Is there something I am doing wrong that limits the number of concurrent threads or is this something I cannot control. I could just throw numerous long winded search queries that I know would scan the whole DB returning 0 results in each request as I have seen this in action and depending on the size of the data to be scanned and the complexity of the search query it can cause CPU spikes and slow loads.

So without a lecture on using other tools is there a way to throw a 100+ parallel requests for a page to be loaded rather than a max of 13 threads which it handles perfectly.

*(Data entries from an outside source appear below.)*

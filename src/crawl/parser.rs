use crate::config::CrawlerConfig;
use crate::crawl::MimeGuess;
use crate::url::normalize_url;
use scraper::{Html, Selector};
use url::Url;

/// URL path segments that strongly suggest policy content
const HIGH_VALUE_PATH_TERMS: &[&str] = &[
    "provider",
    "manual",
    "policy",
    "policies",
    "authorization",
    "prior-auth",
    "priorauth",
    "claims",
    "billing",
    "reimbursement",
    "appeals",
    "filing",
    "guidelines",
];

/// An anchor extracted from a portal page
#[derive(Debug, Clone)]
pub struct Anchor {
    /// Resolved, normalized target URL
    pub url: Url,
    /// Trimmed anchor text
    pub text: String,
}

/// How the discovery loop should treat an anchor
#[derive(Debug, Clone, PartialEq)]
pub enum AnchorClass {
    /// Fetch as a policy-document candidate
    Document(MimeGuess),
    /// Push into the frontier for further crawling
    Navigation,
}

/// Extracts all same-scheme anchors from an HTML page
///
/// Relative hrefs resolve against the page URL; anchors that fail to parse
/// or normalize are silently skipped. Fragment-only and `javascript:` hrefs
/// never make it past normalization.
pub fn extract_anchors(html: &str, page_url: &Url) -> Vec<Anchor> {
    let document = Html::parse_document(html);
    // static selector, cannot fail
    let selector = Selector::parse("a[href]").unwrap();

    let mut anchors = Vec::new();
    for element in document.select(&selector) {
        let href = match element.value().attr("href") {
            Some(h) => h.trim(),
            None => continue,
        };
        if href.is_empty() || href.starts_with('#') {
            continue;
        }

        let resolved = match page_url.join(href) {
            Ok(u) => u,
            Err(_) => continue,
        };

        let normalized = match normalize_url(resolved.as_str()) {
            Ok(u) => u,
            Err(_) => continue,
        };

        let text = element.text().collect::<String>().trim().to_string();
        anchors.push(Anchor {
            url: normalized,
            text,
        });
    }

    anchors
}

/// Classifies an anchor as a document candidate, navigation, or noise
///
/// A link is a document candidate when its URL carries a document extension
/// OR its anchor text contains a vocabulary term ("manual", "prior auth",
/// "filing"...). Extension-less vocabulary hits are guessed as HTML pages;
/// policy pages served as plain HTML are documents too.
pub fn classify_anchor(anchor: &Anchor, config: &CrawlerConfig) -> AnchorClass {
    let path = anchor.url.path().to_lowercase();
    let has_doc_extension = config
        .document_extensions
        .iter()
        .any(|ext| path.ends_with(&format!(".{}", ext)));

    if has_doc_extension {
        return AnchorClass::Document(MimeGuess::from_url(&anchor.url));
    }

    let text = anchor.text.to_lowercase();
    let vocabulary_hit = config
        .anchor_vocabulary
        .iter()
        .any(|term| text.contains(term.as_str()));

    if vocabulary_hit {
        return AnchorClass::Document(MimeGuess::Html);
    }

    AnchorClass::Navigation
}

/// Scores URL relevance from path terms and anchor text, in [0, 1]
///
/// Used to rank document candidates and to pre-filter obviously low-value
/// targets before spending a download on them.
pub fn url_relevance(url: &Url, anchor_text: &str, low_value_patterns: &[String]) -> f64 {
    let path = url.path().to_lowercase();

    for pattern in low_value_patterns {
        if path.contains(pattern.as_str()) {
            return 0.0;
        }
    }

    let path_hits = HIGH_VALUE_PATH_TERMS
        .iter()
        .filter(|term| path.contains(*term))
        .count();

    let text = anchor_text.to_lowercase();
    let text_hits = HIGH_VALUE_PATH_TERMS
        .iter()
        .filter(|term| text.contains(*term))
        .count();

    let score = 0.2 + 0.15 * path_hits as f64 + 0.1 * text_hits as f64;
    score.min(1.0)
}

#[cfg(test)]
mod tests {
    use super::*;

    fn crawler_config() -> CrawlerConfig {
        CrawlerConfig {
            max_depth: 3,
            page_visit_budget: 100,
            max_concurrent_documents: 4,
            min_request_interval: 1000,
            max_domain_requests: 100,
            request_timeout: 30,
            document_extensions: vec!["pdf".to_string(), "docx".to_string()],
            anchor_vocabulary: vec![
                "manual".to_string(),
                "prior auth".to_string(),
                "filing".to_string(),
            ],
        }
    }

    fn page() -> Url {
        Url::parse("https://payer.example/providers/").unwrap()
    }

    #[test]
    fn test_extract_resolves_relative_hrefs() {
        let html = r#"<html><body>
            <a href="/docs/manual.pdf">Provider Manual</a>
            <a href="resources">Resources</a>
        </body></html>"#;
        let anchors = extract_anchors(html, &page());
        assert_eq!(anchors.len(), 2);
        assert_eq!(
            anchors[0].url.as_str(),
            "https://payer.example/docs/manual.pdf"
        );
        assert_eq!(
            anchors[1].url.as_str(),
            "https://payer.example/providers/resources"
        );
    }

    #[test]
    fn test_extract_skips_fragments_and_bad_hrefs() {
        let html = r##"<html><body>
            <a href="#section">Jump</a>
            <a href="javascript:void(0)">Click</a>
            <a href="mailto:ops@payer.example">Mail</a>
            <a href="/real">Real</a>
        </body></html>"##;
        let anchors = extract_anchors(html, &page());
        assert_eq!(anchors.len(), 1);
        assert_eq!(anchors[0].url.as_str(), "https://payer.example/real");
    }

    #[test]
    fn test_classify_pdf_extension() {
        let anchor = Anchor {
            url: Url::parse("https://payer.example/docs/manual.pdf").unwrap(),
            text: "Download".to_string(),
        };
        assert_eq!(
            classify_anchor(&anchor, &crawler_config()),
            AnchorClass::Document(MimeGuess::Pdf)
        );
    }

    #[test]
    fn test_classify_vocabulary_without_extension() {
        let anchor = Anchor {
            url: Url::parse("https://payer.example/resources/2024").unwrap(),
            text: "Provider Manual 2024".to_string(),
        };
        assert_eq!(
            classify_anchor(&anchor, &crawler_config()),
            AnchorClass::Document(MimeGuess::Html)
        );
    }

    #[test]
    fn test_classify_navigation() {
        let anchor = Anchor {
            url: Url::parse("https://payer.example/about").unwrap(),
            text: "About us".to_string(),
        };
        assert_eq!(
            classify_anchor(&anchor, &crawler_config()),
            AnchorClass::Navigation
        );
    }

    #[test]
    fn test_relevance_low_value_zeroed() {
        let url = Url::parse("https://payer.example/legal/privacy-policy.pdf").unwrap();
        let score = url_relevance(&url, "Privacy", &vec!["privacy-policy".to_string()]);
        assert_eq!(score, 0.0);
    }

    #[test]
    fn test_relevance_rewards_policy_terms() {
        let rich = Url::parse("https://payer.example/provider/manual/claims.pdf").unwrap();
        let plain = Url::parse("https://payer.example/files/x.pdf").unwrap();
        let rich_score = url_relevance(&rich, "Claims filing manual", &[]);
        let plain_score = url_relevance(&plain, "x", &[]);
        assert!(rich_score > plain_score);
        assert!(rich_score <= 1.0);
    }
}
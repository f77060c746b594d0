use std::rc::Rc;

use crate::placement::domain::anchor_creator::AnchorCreator;
use crate::placement::domain::pose::{Pose, Quat, Vec3};
use crate::placement::domain::web_panel::{KeyboardFactory, WebPanelFactory};
use crate::placement::panel_rig::PanelRig;
use crate::shared::constants::ANCHORED_PANEL_LIFT;

/// A web panel attached to an AR anchor.
///
/// The anchor creator is disabled while the view lives, so taps on the
/// panel don't spawn further anchors, and re-enabled when it is dropped.
pub struct AnchoredWebView {
    rig: PanelRig,
    anchor_creator: Option<Rc<dyn AnchorCreator>>,
}

impl AnchoredWebView {
    pub fn start(
        anchor_creator: Option<Rc<dyn AnchorCreator>>,
        panels: &mut dyn WebPanelFactory,
        keyboards: &mut dyn KeyboardFactory,
        url: impl Into<String>,
    ) -> Self {
        if let Some(creator) = &anchor_creator {
            creator.set_enabled(false);
        }

        let pose = Pose::new(
            Vec3::new(0.0, ANCHORED_PANEL_LIFT, 0.0),
            Quat::from_euler_degrees(0.0, 180.0, 0.0),
        );
        let rig = PanelRig::spawn(panels, keyboards, pose, url);

        Self {
            rig,
            anchor_creator,
        }
    }

    /// Call once per frame.
    pub fn update(&mut self) {
        self.rig.update();
    }

    pub fn rig(&self) -> &PanelRig {
        &self.rig
    }
}

impl Drop for AnchoredWebView {
    fn drop(&mut self) {
        if let Some(creator) = &self.anchor_creator {
            creator.set_enabled(true);
        }
    }
}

Here is the code, the URL and no of HTTP requests to make are passed in as command line parameters.

static void Attack(string url, int limit)
{
    Console.WriteLine("IN Attack = {0}, requests = {1}", url, limit);
    try
    {
        Parallel.For(0, limit, i =>
        {

            HttpWebRequest webRequest = (HttpWebRequest)WebRequest.Create(url);
            webRequest.ServicePoint.ConnectionLimit = limit;
            HttpWebResponse webResponse = webRequest.GetResponse() as HttpWebResponse;

            int statuscode = Convert.ToInt32(webResponse.StatusCode);

            Console.WriteLine("iteration {0} on thread {1} Status {2}", i,
                                Thread.CurrentThread.ManagedThreadId, statuscode);
        });
    }
    catch (AggregateException exc)
    {
        exc.InnerExceptions.ToList().ForEach(e =>
        {
            Console.WriteLine(e.Message);
        });
    }
    catch (Exception ex)
    {
        Console.WriteLine("In Exception: " + ex.Message.ToString());
    }
    finally
    {
        Console.WriteLine("All finished");
    }
}

回答1:


you can try it like:

        var socketsHandler = new SocketsHttpHandler
        {
            PooledConnectionLifetime = TimeSpan.FromSeconds(1),
            PooledConnectionIdleTimeout = TimeSpan.FromSeconds(1),
            MaxConnectionsPerServer = 10
        };

        var client = new HttpClient(socketsHandler);

        for (var i = 0; i < limit; i++)
        {
            _ = await client.GetAsync(url);
        }



回答2:


The Parallel.For method is using threads from the ThreadPool. The initial number of threads in the pool is usually small (comparable to the number of logical processors in the machine). When the pool is starved, new threads are injected at a rate of one every 500 msec. The easy way to solve your problem is simply to increase the number of the create-immediately-on-demand threads, using the SetMinThreads method:

ThreadPool.SetMinThreads(1000, 10);

This is not scalable though, because each thread allocates 1MB of memory for its stack, so you can't have millions of them. The scalable solution is to go async, which makes minimal use of threads.